The right of every child living in America to receive a public education is a right most Americans take for granted and could not imagine losing. The national campaign being spearheaded by Arne Duncan, Secretary of Education, to create a new, parallel, privately controlled, profit-driven system of 5000 charter schools, which will be publicly subsidized but minimally regulated, will eviscerate this right.

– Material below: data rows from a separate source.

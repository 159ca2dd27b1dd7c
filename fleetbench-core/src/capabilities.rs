// Licensed to the Apache Software Foundation (ASF) under one
// or more contributor license agreements.  See the NOTICE file
// distributed with this work for additional information
// regarding copyright ownership.  The ASF licenses this file
// to you under the Apache License, Version 2.0 (the
// "License"); you may not use this file except in compliance
// with the License.  You may obtain a copy of the License at
//
//   http://www.apache.org/licenses/LICENSE-2.0
//
// Unless required by applicable law or agreed to in writing,
// software distributed under the License is distributed on an
// "AS IS" BASIS, WITHOUT WARRANTIES OR CONDITIONS OF ANY
// KIND, either express or implied.  See the License for the
// specific language governing permissions and limitations
// under the License.

//! External collaborator capabilities (spec.md section 6). Every concrete
//! cloud/transport binding lives behind these traits; the rest of the crate
//! only ever talks to a `dyn ComputeProvider` / `dyn ObjectStore` / `dyn
//! MetricsSink`.

use std::collections::HashMap;
use std::time::SystemTime;

use async_trait::async_trait;

use crate::error::Result;
use crate::model::{Architecture, InstanceType};

#[derive(Debug, Clone, Copy, PartialEq)]
pub struct Quota {
    pub limit: u32,
    pub in_use: u32,
}

#[derive(Debug, Clone)]
pub struct LaunchRequest {
    pub instance_type: String,
    pub image_id: String,
    pub user_data: String,
    pub tags: HashMap<String, String>,
}

#[derive(Debug, Clone, Copy, PartialEq, Eq)]
pub enum VmState {
    Pending,
    Running,
    Terminated,
}

#[derive(Debug, Clone)]
pub struct VmDescription {
    pub state: VmState,
    pub public_ip: Option<String>,
    pub launched_at: Option<SystemTime>,
}

#[async_trait]
pub trait ComputeProvider: Send + Sync {
    async fn list_instance_types(&self, region: &str) -> Result<Vec<InstanceType>>;
    async fn quota(&self, family: &str) -> Result<Quota>;
    async fn launch_vm(&self, req: LaunchRequest) -> Result<String>;
    async fn terminate_vm(&self, vm_instance_id: &str) -> Result<()>;
    async fn describe_vm(&self, vm_instance_id: &str) -> Result<VmDescription>;
}

#[derive(Debug, Clone, Default)]
pub struct ObjectMetadata {
    pub content_type: Option<String>,
    pub attributes: HashMap<String, String>,
}

#[async_trait]
pub trait ObjectStore: Send + Sync {
    async fn put(&self, key: &str, bytes: Vec<u8>, metadata: ObjectMetadata) -> Result<()>;
    async fn get(&self, key: &str) -> Result<Option<Vec<u8>>>;
    async fn head(&self, key: &str) -> Result<Option<ObjectMetadata>>;
    async fn list(&self, prefix: &str) -> Result<Vec<String>>;
}

#[derive(Debug, Clone)]
pub struct MetricDimension {
    pub name: String,
    pub value: String,
}

#[async_trait]
pub trait MetricsSink: Send + Sync {
    async fn emit(
        &self,
        namespace: &str,
        name: &str,
        value: f64,
        unit: &str,
        dimensions: &[MetricDimension],
        timestamp: SystemTime,
    );
}

/// Normalize a provider-reported family/size pair into an `InstanceType`,
/// filling in architecture when the provider did not tag it explicitly.
pub fn normalize_instance_type(
    name: String,
    family: String,
    size: String,
    architecture: Option<Architecture>,
    vcpus: u32,
    memory_gb: f64,
    socket_count: u32,
    numa_nodes: u32,
) -> InstanceType {
    let architecture = architecture.unwrap_or_else(|| crate::model::instance::classify_architecture_by_name(&name));
    InstanceType {
        name,
        family,
        size,
        architecture,
        vcpus,
        memory_gb,
        socket_count,
        numa_nodes,
    }
}

#[cfg(any(test, feature = "test-support"))]
pub mod testing {
    use super::*;
    use parking_lot::Mutex;
    use std::sync::Arc;

    /// In-memory `ComputeProvider` fake. VM ids are assigned sequentially so
    /// tests can assert on exact ids.
    #[derive(Default)]
    pub struct FakeComputeProvider {
        inner: Mutex<FakeComputeState>,
    }

    #[derive(Default)]
    struct FakeComputeState {
        catalog: Vec<InstanceType>,
        quotas: HashMap<String, Quota>,
        vms: HashMap<String, VmDescription>,
        next_vm_id: u64,
        fail_launch: bool,
    }

    impl FakeComputeProvider {
        pub fn new() -> Self {
            Self::default()
        }

        pub fn with_catalog(catalog: Vec<InstanceType>) -> Self {
            let mut state = FakeComputeState::default();
            state.catalog = catalog;
            Self { inner: Mutex::new(state) }
        }

        pub fn set_quota(&self, family: &str, quota: Quota) {
            self.inner.lock().quotas.insert(family.to_string(), quota);
        }

        pub fn set_fail_launch(&self, fail: bool) {
            self.inner.lock().fail_launch = fail;
        }

        pub fn vm_count(&self) -> usize {
            self.inner.lock().vms.len()
        }
    }

    #[async_trait]
    impl ComputeProvider for FakeComputeProvider {
        async fn list_instance_types(&self, _region: &str) -> Result<Vec<InstanceType>> {
            Ok(self.inner.lock().catalog.clone())
        }

        async fn quota(&self, family: &str) -> Result<Quota> {
            Ok(self
                .inner
                .lock()
                .quotas
                .get(family)
                .copied()
                .unwrap_or(Quota { limit: u32::MAX, in_use: 0 }))
        }

        async fn launch_vm(&self, _req: LaunchRequest) -> Result<String> {
            let mut state = self.inner.lock();
            if state.fail_launch {
                return Err(crate::error::Error::Capability("InsufficientInstanceCapacity".into()));
            }
            state.next_vm_id += 1;
            let id = format!("vm-{}", state.next_vm_id);
            state.vms.insert(
                id.clone(),
                VmDescription { state: VmState::Running, public_ip: None, launched_at: None },
            );
            Ok(id)
        }

        async fn terminate_vm(&self, vm_instance_id: &str) -> Result<()> {
            if let Some(vm) = self.inner.lock().vms.get_mut(vm_instance_id) {
                vm.state = VmState::Terminated;
            }
            Ok(())
        }

        async fn describe_vm(&self, vm_instance_id: &str) -> Result<VmDescription> {
            self.inner
                .lock()
                .vms
                .get(vm_instance_id)
                .cloned()
                .ok_or_else(|| crate::error::Error::Capability(format!("unknown vm {vm_instance_id}")))
        }
    }

    /// In-memory `ObjectStore` fake with last-writer-wins semantics.
    #[derive(Default)]
    pub struct FakeObjectStore {
        objects: Mutex<HashMap<String, (Vec<u8>, ObjectMetadata)>>,
    }

    impl FakeObjectStore {
        pub fn new() -> Self {
            Self::default()
        }

        pub fn shared() -> Arc<Self> {
            Arc::new(Self::new())
        }
    }

    #[async_trait]
    impl ObjectStore for FakeObjectStore {
        async fn put(&self, key: &str, bytes: Vec<u8>, metadata: ObjectMetadata) -> Result<()> {
            self.objects.lock().insert(key.to_string(), (bytes, metadata));
            Ok(())
        }

        async fn get(&self, key: &str) -> Result<Option<Vec<u8>>> {
            Ok(self.objects.lock().get(key).map(|(b, _)| b.clone()))
        }

        async fn head(&self, key: &str) -> Result<Option<ObjectMetadata>> {
            Ok(self.objects.lock().get(key).map(|(_, m)| m.clone()))
        }

        async fn list(&self, prefix: &str) -> Result<Vec<String>> {
            Ok(self
                .objects
                .lock()
                .keys()
                .filter(|k| k.starts_with(prefix))
                .cloned()
                .collect())
        }
    }

    /// In-memory `MetricsSink` fake that just records every call for assertions.
    #[derive(Default)]
    pub struct FakeMetricsSink {
        events: Mutex<Vec<(String, String, f64)>>,
    }

    impl FakeMetricsSink {
        pub fn new() -> Self {
            Self::default()
        }

        pub fn events(&self) -> Vec<(String, String, f64)> {
            self.events.lock().clone()
        }
    }

    #[async_trait]
    impl MetricsSink for FakeMetricsSink {
        async fn emit(
            &self,
            namespace: &str,
            name: &str,
            value: f64,
            _unit: &str,
            _dimensions: &[MetricDimension],
            _timestamp: SystemTime,
        ) {
            self.events.lock().push((namespace.to_string(), name.to_string(), value));
        }
    }

    #[tokio::test]
    async fn fake_compute_provider_assigns_sequential_ids() {
        let p = FakeComputeProvider::new();
        let req = LaunchRequest {
            instance_type: "m7i.large".into(),
            image_id: "ami-1".into(),
            user_data: String::new(),
            tags: HashMap::new(),
        };
        let id1 = p.launch_vm(req.clone()).await.unwrap();
        let id2 = p.launch_vm(req).await.unwrap();
        assert_eq!(id1, "vm-1");
        assert_eq!(id2, "vm-2");
        assert_eq!(p.vm_count(), 2);
    }

    #[tokio::test]
    async fn fake_compute_provider_honors_fail_launch() {
        let p = FakeComputeProvider::new();
        p.set_fail_launch(true);
        let req = LaunchRequest {
            instance_type: "m7i.large".into(),
            image_id: "ami-1".into(),
            user_data: String::new(),
            tags: HashMap::new(),
        };
        assert!(p.launch_vm(req).await.is_err());
    }

    #[tokio::test]
    async fn fake_object_store_is_last_writer_wins() {
        let s = FakeObjectStore::new();
        s.put("k", b"a".to_vec(), ObjectMetadata::default()).await.unwrap();
        s.put("k", b"b".to_vec(), ObjectMetadata::default()).await.unwrap();
        assert_eq!(s.get("k").await.unwrap(), Some(b"b".to_vec()));
    }

    #[tokio::test]
    async fn fake_object_store_list_filters_by_prefix() {
        let s = FakeObjectStore::new();
        s.put("a/1", vec![], ObjectMetadata::default()).await.unwrap();
        s.put("b/1", vec![], ObjectMetadata::default()).await.unwrap();
        let keys = s.list("a/").await.unwrap();
        assert_eq!(keys, vec!["a/1".to_string()]);
    }
}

The right to universal public education, like the universal right to vote, was won out of the great civil rights struggles of the 1950's and 1960's. Together, they represent the cornerstones of American democracy and freedom, concrete expressions of our shared national commitment to equality and diversity. Creating a new education system  dominated by privately controlled, publicly and privately funded charter schools, supplemented by a safety net of under-resourced public schools, will make the right to a public education more like the new proposed "right" of all to health care. Public education will become another government entitlement, subject to the laws of the market economy, completely unequal in its outcomes, highly stratified by socio-economic, race and immigration status. All due process, civil rights, first amendment, and labor protections for teachers, students and parents incorporated into current public school rubric, will be eliminated.

The most vulnerable students: black, Latina/o, immigrant, and poor students of all races who are cynically being presented by charter advocates as the "driving" concern of their movement, will face intensified segregation, isolation, and inequality if the charter scheme is adopted. The families of these students will lose any democratic or regulatory control over the schools their daughters and sons are being pressed to attend. Special needs students, who the charters do not even feign concern for, will be permanently assigned to second class status. Instead of solving the "achievement gap," charters will exacerbate it.

Currently in Berkeley, a group is trying to establish this city's first charter school. The school would be predominantly black and Latina/o and have access to far fewer extracurricular activities and programs than are available in Berkeley's public schools.

Berkeley must not sign onto this national attack on public education. We must continue to be a model for the nation. We must be what we have been, a community distinguished by our stubborn refusal to abandon our egalitarian principles. A community striving to create equal, integrated, diverse public schools, even if it takes constant struggle, constant friction and constant change to succeed.  We have stood on the principles of Brown v. Board of Education for more than 40 years -- now is not the time to give up and bow down to assumptions or inequalities of the new Jim Crow, no matter how superficially it is dressed up.